No último domingo, 6 de setembro, a dupla Calema abriu o Palco Sunset do Rock in Rio, na cidade do Rio de Janeiro, apresentando seu som que combina afro‑pop, pop romântico e influências africanas. A apresentação ocorreu sob forte chuva, o que tornou o desafio ainda maior para conquistar um público ainda desconhecedor de grande parte do repertório da dupla.
Desafio da primeira apresentação no Brasil
Ao subir ao palco, os irmãos Fradique e António sabiam que precisariam adaptar sua energia para uma plateia que ainda não tinha contato direto com suas canções. A chuva intensa que caiu ao longo da tarde afastou parte do público, mas também criou um clima intimista que favoreceu a conexão emocional.
Os artistas iniciaram o show com a música “Vai”, um hino que já havia sido bem recebido em apresentações anteriores na Europa. Depois da primeira canção, agradeceram ao público brasileiro, ressaltando que era a primeira vez que estavam no país.
Em seguida, cantaram “Amar Pela Metade”, mantendo a sequência de músicas que já haviam sido testadas em Lisboa, onde estrearam no festival em junho. Essa estratégia serviu como um aquecimento para o grande momento no Rio.
A primeira faixa da carreira, “A Nossa Vez”, também fez parte do setlist, ajudando a contar a trajetória dos irmãos desde a participação na versão francesa de “The Voice” até a posição de mentores no “The Voice Portugal”.
Conexões brasileiras e colaborações
Antes mesmo da estreia no Rock in Rio, Calema já havia estabelecido laços com o mercado brasileiro.
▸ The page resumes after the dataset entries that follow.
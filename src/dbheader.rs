//! Reads the 100 byte database file header at the start of page 1.

use byteorder::{BigEndian, ReadBytesExt};
use std::io::{Cursor, Read};

#[derive(thiserror::Error, Debug, Clone, PartialEq, Eq)]
pub enum Error {
    #[error("The magic bytes for this file are wrong.")]
    WrongMagic,
    #[error("The file is shorter than the {0} byte database header.")]
    Truncated(usize),
    #[error("The pagesize {0} is not a power of two between 512 and 65536.")]
    UnsupportedPagesize(u32),
    #[error("File format read version {0} is not supported by this code, though it may be valid Sqlite format.")]
    UnsupportedReadVersion(u8),
    #[error("Reserved space of {reserved} bytes leaves too little usable space in {pagesize} byte pages.")]
    InvalidReservedSpace { pagesize: u32, reserved: u8 },
    #[error("A payload fraction field is invalid per the Sqlite format spec (version 3.0.0).")]
    InvalidPayloadFraction,
    #[error("Text encoding {0} is not supported; only UTF-8 databases can be read.")]
    UnsupportedTextEncoding(u32),
}

// Reads cannot run short once the header slice has been taken.
impl From<std::io::Error> for Error {
    fn from(_: std::io::Error) -> Self {
        Error::Truncated(HEADER_SIZE)
    }
}

/// Size of the database file header.
pub const HEADER_SIZE: usize = 100;

const SQLITE3_MAGIC_STRING: &[u8] = b"SQLite format 3\0";

/// Smallest usable size the file format permits.
const MIN_USABLE_SIZE: u32 = 480;

const TEXT_ENCODING_UTF8: u32 = 1;

/// The database file header.
#[derive(Debug, Clone, PartialEq, Eq)]
pub struct DbfileHeader {
    pub pagesize: u32,
    pub write_version: u8,
    pub read_version: u8,
    pub reserved: u8,
    pub changecnt: u32,
    pub numpages: u32,
    pub freelist_pages: u32,
    pub schema_format: u32,
    pub text_encoding: u32,
}

impl DbfileHeader {
    /// Page size less the reserved bytes at the end of each page.
    pub fn usable_size(&self) -> u32 {
        self.pagesize - self.reserved as u32
    }
}

/// Reads the header from the first bytes of a database file.
pub fn get_header(file: &[u8]) -> Result<DbfileHeader, Error> {
    let mut f = Cursor::new(file.get(..HEADER_SIZE).ok_or(Error::Truncated(HEADER_SIZE))?);

    // Offset	Size	Description
    // 0        16	    The header string: "SQLite format 3\000"
    let mut fileid_buffer = [0; 16];
    f.read_exact(&mut fileid_buffer)?;
    if &fileid_buffer[..] != SQLITE3_MAGIC_STRING {
        return Err(Error::WrongMagic);
    }
    // Offset	Size	Description
    // 16	    2	    The database page size in bytes. Must be a power of two between 512 and 32768 inclusive, or the value 1 representing a page size of 65536.
    let pagesize: u32 = match f.read_u16::<BigEndian>()? {
        1 => 65536,
        x => x as u32,
    };
    if !(512..=65536).contains(&pagesize) || !pagesize.is_power_of_two() {
        return Err(Error::UnsupportedPagesize(pagesize));
    }
    // Offset	Size	Description
    // 18	    1	    File format write version. 1 for legacy; 2 for WAL.
    // 19	    1	    File format read version. 1 for legacy; 2 for WAL.
    let write_version = f.read_u8()?;
    let read_version = f.read_u8()?;
    if !(1..=2).contains(&read_version) {
        return Err(Error::UnsupportedReadVersion(read_version));
    }

    // Offset	Size	Description
    // 20	1	Bytes of unused "reserved" space at the end of each page. Usually 0.
    // 21	1	Maximum embedded payload fraction. Must be 64.
    // 22	1	Minimum embedded payload fraction. Must be 32.
    // 23	1	Leaf payload fraction. Must be 32.
    let reserved = f.read_u8()?;
    if pagesize - (reserved as u32) < MIN_USABLE_SIZE {
        return Err(Error::InvalidReservedSpace { pagesize, reserved });
    }
    if (f.read_u8()?, f.read_u8()?, f.read_u8()?) != (64, 32, 32) {
        return Err(Error::InvalidPayloadFraction);
    }

    // Offset	Size	Description
    // 24	    4	    File change counter.
    // 28	    4	    Size of the database file in pages. The "in-header database size".
    let changecnt = f.read_u32::<BigEndian>()?;
    let numpages = f.read_u32::<BigEndian>()?;

    // Offset	Size	Description
    // 32	    4	    Page number of the first freelist trunk page.
    // 36	    4	    Total number of freelist pages.
    // 40	    4	    The schema cookie.
    // 44	    4	    The schema format number. Supported schema formats are 1, 2, 3, and 4.
    let _freelist_trunk = f.read_u32::<BigEndian>()?;
    let freelist_pages = f.read_u32::<BigEndian>()?;
    let _schema_cookie = f.read_u32::<BigEndian>()?;
    let schema_format = f.read_u32::<BigEndian>()?;

    // Offset	Size	Description
    // 48	    4	    Default page cache size.
    // 52	    4	    The page number of the largest root b-tree page when in auto-vacuum or incremental-vacuum modes, or zero otherwise.
    // 56	    4	    The database text encoding. A value of 1 means UTF-8. A value of 2 means UTF-16le. A value of 3 means UTF-16be.
    let _cache_size = f.read_u32::<BigEndian>()?;
    let _largest_root = f.read_u32::<BigEndian>()?;
    let text_encoding = match f.read_u32::<BigEndian>()? {
        // An empty database has not chosen an encoding yet.
        0 => TEXT_ENCODING_UTF8,
        TEXT_ENCODING_UTF8 => TEXT_ENCODING_UTF8,
        x => return Err(Error::UnsupportedTextEncoding(x)),
    };

    Ok(DbfileHeader {
        pagesize,
        write_version,
        read_version,
        reserved,
        changecnt,
        numpages,
        freelist_pages,
        schema_format,
        text_encoding,
    })
}

#[cfg(test)]
fn test_header(pagesize: u16) -> Vec<u8> {
    let mut h = vec![0_u8; 100];
    h[..16].copy_from_slice(SQLITE3_MAGIC_STRING);
    h[16..18].copy_from_slice(&pagesize.to_be_bytes());
    h[18] = 1;
    h[19] = 1;
    h[21] = 64;
    h[22] = 32;
    h[23] = 32;
    h[28..32].copy_from_slice(&3_u32.to_be_bytes());
    h[44..48].copy_from_slice(&4_u32.to_be_bytes());
    h[56..60].copy_from_slice(&1_u32.to_be_bytes());
    h
}

#[test]
fn test_get_header() {
    let h = get_header(&test_header(4096)).unwrap();
    assert_eq!(h.pagesize, 4096);
    assert_eq!(h.numpages, 3);
    assert_eq!(h.schema_format, 4);
    assert_eq!(h.text_encoding, 1);
    assert_eq!(h.usable_size(), 4096);
}

#[test]
fn test_pagesize_one_means_65536() {
    assert_eq!(get_header(&test_header(1)).unwrap().pagesize, 65536);
}

#[test]
fn test_reserved_space() {
    let mut b = test_header(512);
    b[20] = 12;
    assert_eq!(get_header(&b).unwrap().usable_size(), 500);
    b[20] = 40;
    assert_eq!(
        get_header(&b),
        Err(Error::InvalidReservedSpace {
            pagesize: 512,
            reserved: 40
        })
    );
}

#[test]
fn test_bad_headers() {
    assert_eq!(get_header(&test_header(4096)[..50]), Err(Error::Truncated(100)));
    let mut b = test_header(4096);
    b[0] = b's';
    assert_eq!(get_header(&b), Err(Error::WrongMagic));
    assert_eq!(get_header(&test_header(1000)), Err(Error::UnsupportedPagesize(1000)));
    assert_eq!(get_header(&test_header(256)), Err(Error::UnsupportedPagesize(256)));
    let mut b = test_header(4096);
    b[19] = 3;
    assert_eq!(get_header(&b), Err(Error::UnsupportedReadVersion(3)));
    let mut b = test_header(4096);
    b[21] = 63;
    assert_eq!(get_header(&b), Err(Error::InvalidPayloadFraction));
    let mut b = test_header(4096);
    b[59] = 2;
    assert_eq!(get_header(&b), Err(Error::UnsupportedTextEncoding(2)));
}
//! Interprets SQLite serial type codes: how wide a stored value is, and what value its bytes hold.
//! See: <https://www.sqlite.org/fileformat.html#record_format>

use byteorder::BigEndian;
use byteorder::ReadBytesExt;

use crate::sql_value::SqlValue;

#[derive(thiserror::Error, Debug)]
pub enum Error {
    #[error("Invalid serial type code {0}.")]
    InvalidSerialTypeCode(i64),
    #[error("Value bytes ended early: {0}")]
    Truncated(#[from] std::io::Error),
    #[error("Bytes were not a valid UTF-8 string: {0}")]
    InvalidStringEncoding(#[from] std::string::FromUtf8Error),
}
use Error::*;

/// Convert a serial type number to a string describing the type suitable for debug printing.
///
/// These are not SQL types, but informal names for debugging.
pub fn typecode_to_string(serial_type: i64) -> &'static str {
    match serial_type {
        0 => "st:null",
        1 => "st:int1B",
        2 => "st:int2B",
        3 => "st:int3B",
        4 => "st:int4B",
        5 => "st:int6B",
        6 => "st:int8B",
        7 => "st:float8B",
        8 => "st:zero",
        9 => "st:one",
        10 => "st:internal_10",
        11 => "st:internal_11",
        x @ 12.. => {
            if x % 2 == 0 {
                "st:blob"
            } else {
                "st:text"
            }
        }
        i64::MIN..=-1 => "st:error_negative",
    }
}

/// Returns the number of bytes a value of `serial_type` occupies in a record body,
/// or None for codes that never appear in a well-formed database file.
pub fn serialized_size(serial_type: i64) -> Option<usize> {
    match serial_type {
        // Serial Type	Content Size	Meaning
        // 0	        0	            Value is a NULL.
        0 => Some(0),
        // 1-4	        1-4	            Value is a big-endian 8, 16, 24, or 32-bit twos-complement integer.
        1..=4 => Some(serial_type as usize),
        // 5	        6	            Value is a big-endian 48-bit twos-complement integer.
        5 => Some(6),
        // 6	        8	            Value is a big-endian 64-bit twos-complement integer.
        // 7	        8	            Value is a big-endian IEEE 754-2008 64-bit floating point number.
        6 | 7 => Some(8),
        // 8	        0	            Value is the integer 0. (Only available for schema format 4 and higher.)
        // 9	        0	            Value is the integer 1. (Only available for schema format 4 and higher.)
        8 | 9 => Some(0),
        // 10,11	    variable	    Reserved for internal use.
        10 | 11 => None,
        // N≥12 & even	(N-12)/2	    Value is a BLOB that is (N-12)/2 bytes in length.
        // N≥13 & odd	(N-13)/2	    Value is a string in the text encoding and (N-13)/2 bytes in length.
        x @ 12.. => Some((x as usize - 12 - (x as usize % 2)) / 2),
        i64::MIN..=-1 => None,
    }
}

/// Convert a sqlite value in "serial type" format into a `SqlValue`.
///
///  # Arguments
/// * `serial_type` - A SQLite serial type code.
/// * `data` - The value's bytes from the record body.  Should be `serialized_size(serial_type)` long.
///
/// Text is decoded as UTF-8.  Invalid text is reported as `InvalidStringEncoding` so that the caller
/// can decide whether to recover; the value's width is still known in that case.
pub fn to_sql_value(serial_type: i64, data: &[u8]) -> Result<SqlValue, Error> {
    use SqlValue::*;

    let mut c = std::io::Cursor::new(data);
    match serial_type {
        0 => Ok(Null),
        1 => Ok(Int(c.read_i8()? as i64)),
        2 => Ok(Int(c.read_i16::<BigEndian>()? as i64)),
        3 => Ok(Int(c.read_i24::<BigEndian>()? as i64)),
        4 => Ok(Int(c.read_i32::<BigEndian>()? as i64)),
        5 => Ok(Int(c.read_i48::<BigEndian>()?)),
        6 => Ok(Int(c.read_i64::<BigEndian>()?)),
        7 => Ok(Real(c.read_f64::<BigEndian>()?)),
        8 => Ok(Int(0)),
        9 => Ok(Int(1)),
        10 | 11 => Err(InvalidSerialTypeCode(serial_type)),
        x @ 12.. => {
            let len = serialized_size(x).ok_or(InvalidSerialTypeCode(x))?;
            let bytes = data.get(..len).ok_or_else(|| {
                Truncated(std::io::Error::from(std::io::ErrorKind::UnexpectedEof))
            })?;
            match x % 2 == 0 {
                true => Ok(Blob(bytes.to_vec())),
                false => Ok(Text(String::from_utf8(bytes.to_vec())?)),
            }
        }
        i64::MIN..=-1 => Err(InvalidSerialTypeCode(serial_type)),
    }
}

#[test]
fn test_serialized_size() {
    assert_eq!(serialized_size(0), Some(0));
    assert_eq!(serialized_size(1), Some(1));
    assert_eq!(serialized_size(3), Some(3));
    assert_eq!(serialized_size(5), Some(6));
    assert_eq!(serialized_size(6), Some(8));
    assert_eq!(serialized_size(7), Some(8));
    assert_eq!(serialized_size(8), Some(0));
    assert_eq!(serialized_size(9), Some(0));
    assert_eq!(serialized_size(10), None);
    assert_eq!(serialized_size(11), None);
    assert_eq!(serialized_size(12), Some(0));
    assert_eq!(serialized_size(13), Some(0));
    assert_eq!(serialized_size(18), Some(3));
    assert_eq!(serialized_size(19), Some(3));
    assert_eq!(serialized_size(-1), None);
}

#[test]
fn test_to_sql_value() {
    use SqlValue::*;

    assert_eq!(to_sql_value(0, b"").unwrap(), Null);
    assert_eq!(to_sql_value(8, b"").unwrap(), Int(0));
    assert_eq!(to_sql_value(9, b"").unwrap(), Int(1));

    // one byte ints
    assert_eq!(to_sql_value(1, &[0x7f]).unwrap(), Int(127));
    assert_eq!(to_sql_value(1, &[0xff]).unwrap(), Int(-1));

    // two byte ints
    assert_eq!(to_sql_value(2, &[0x01, 0x00]).unwrap(), Int(256));
    assert_eq!(to_sql_value(2, &[0xff, 0xff]).unwrap(), Int(-1));

    // three byte ints
    assert_eq!(to_sql_value(3, &[0x01, 0x00, 0x00]).unwrap(), Int(65536));
    assert_eq!(to_sql_value(3, &[0xff, 0xff, 0xff]).unwrap(), Int(-1));
    assert_eq!(to_sql_value(3, &[0x80, 0x00, 0x00]).unwrap(), Int(-8388608));

    // four, six and eight byte ints
    assert_eq!(to_sql_value(4, &[0x7f, 0xff, 0xff, 0xff]).unwrap(), Int(i32::MAX as i64));
    assert_eq!(
        to_sql_value(5, &[0x00, 0x01, 0x00, 0x00, 0x00, 0x00]).unwrap(),
        Int(1 << 32)
    );
    assert_eq!(to_sql_value(5, &[0xff; 6]).unwrap(), Int(-1));
    assert_eq!(
        to_sql_value(6, &[0x80, 0, 0, 0, 0, 0, 0, 0]).unwrap(),
        Int(i64::MIN)
    );

    // float
    assert_eq!(
        to_sql_value(7, &[0x40, 0x09, 0x21, 0xca, 0xc0, 0x83, 0x12, 0x6f]).unwrap(),
        Real(3.1415)
    );

    // Text and blobs
    assert_eq!(to_sql_value(13, b"").unwrap(), Text("".to_string()));
    assert_eq!(to_sql_value(19, b"Foo").unwrap(), Text("Foo".to_string()));
    assert_eq!(to_sql_value(18, &[0x00, 0x01, 0xff]).unwrap(), Blob(vec![0, 1, 255]));
}

#[test]
fn test_to_sql_value_errors() {
    assert!(matches!(to_sql_value(10, b""), Err(InvalidSerialTypeCode(10))));
    assert!(matches!(to_sql_value(-3, b""), Err(InvalidSerialTypeCode(-3))));
    assert!(matches!(to_sql_value(2, &[0x01]), Err(Truncated(_))));
    assert!(matches!(to_sql_value(19, b"Fo"), Err(Truncated(_))));
    assert!(matches!(to_sql_value(15, b"\xb1"), Err(InvalidStringEncoding(_))));
}
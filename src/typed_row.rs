//! provides table rows in a typed form, owned by the caller.
//! Cells of a table leaf page decode into a `Row`: the rowid plus one `SqlValue` per stored column.
//! A row may hold fewer values than its table has columns, when columns were added by `ALTER TABLE`
//! after the row was written; the missing trailing values are NULL.

use crate::btree::leaf::Cell;
use crate::btree::RowId;
use crate::sql_value::SqlValue;

static NULL: SqlValue = SqlValue::Null;

/// can hold a sequence of values of any of the SQL types (sqlite supported subset), along with a rowid.
#[derive(Debug, Clone, PartialEq)]
pub struct Row {
    pub rowid: RowId,
    pub items: Vec<SqlValue>,
}

impl Row {
    /// Returns the value of column `colidx`, treating columns past the end of the record as NULL.
    pub fn get(&self, colidx: usize) -> &SqlValue {
        self.items.get(colidx).unwrap_or(&NULL)
    }
}

impl From<Cell> for Row {
    fn from(c: Cell) -> Row {
        Row {
            rowid: c.rowid,
            items: c.columns,
        }
    }
}

#[test]
fn test_from_cell() {
    use SqlValue::*;
    let c = Cell {
        rowid: 4,
        payload_size: 9,
        columns: vec![Int(4), Text("Ten".to_string()), Real(3.1415)],
        errors: 0,
    };
    let r = Row::from(c);
    assert_eq!(r.rowid, 4);
    assert_eq!(r.items.len(), 3);
    assert_eq!(r.get(1), &Text(String::from("Ten")));
    assert_eq!(r.get(2), &Real(3.1415));
    assert_eq!(r.get(3), &Null);
}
A parceria com a sertaneja Lauana Prado em “Xê Dama” e com Leo Santana em “Oi Amor?” mostrava a abertura da dupla para ritmos nacionais.
Além disso, a participação ao lado de Anitta na primeira edição dos “Ensaios da Anitta” na Europa reforçou a presença da dupla no cenário pop latino.
No palco do Sunset, a conexão ganhou destaque quando o pagodeiro Dilsinho foi convidado para cantar “Leva Tudo” ao lado dos irmãos. “É uma honra estar aqui com vocês”, declarou Dilsinho, enquanto o público aplaudia a fusão de estilos.
O repertório também incluiu músicas dançantes como “Kua Buaru” e “Bulawe”, que trazem expressões de línguas africanas – “Amole, muxima, sodade, maningue, i kuma” – e convidam o público a celebrar a diversidade cultural.
- Leva Tudo (com Dilsinho)
- Kua Buaru
- Bulawe
- Nossa Dança
- Maria Joana
Durante a apresentação de “Nossa Dança”, os irmãos balançaram a bandeira de São Tomé e Príncipe, reforçando suas raízes e agradecendo ao apoio brasileiro.
Reações do público e legado da apresentação
Ao som de “Maria Joana”, Calema dividiu o palco com dançarinos vestidos em trajes típicos portugueses, criando um espetáculo visual que mesclou referências europeias e africanas. Essa mistura reforçou a identidade artística da dupla, que se destaca pela harmonização vocal natural.
O público respondeu com entusiasmo, cantando junto e seguindo a coreografia proposta pelos artistas. Mesmo com a chuva, a energia não diminuiu, e a plateia acabou se tornando parte ativa do show.
Ao final, os irmãos contaram que se inspiraram no filme “Dois Filhos de Francisco” para persistir na carreira, e declararam o desejo de voltar ao Brasil em futuras edições do festival.
A estreia no Brasil trouxe à Cidade do Rock uma combinação única de pop romântico, afro‑pop e línguas africanas, demonstrando que o mercado brasileiro está aberto a novas sonoridades. A participação de Dilsinho e a interação constante com o público abriram caminho para que Calema consolide sua presença no país.
Com a performance, Calema mostrou que, apesar das adversidades climáticas, a música tem o poder de unir diferentes culturas e criar momentos inesquecíveis. O sucesso da apresentação indica que a dupla tem potencial para se tornar um nome permanente nos palcos brasileiros.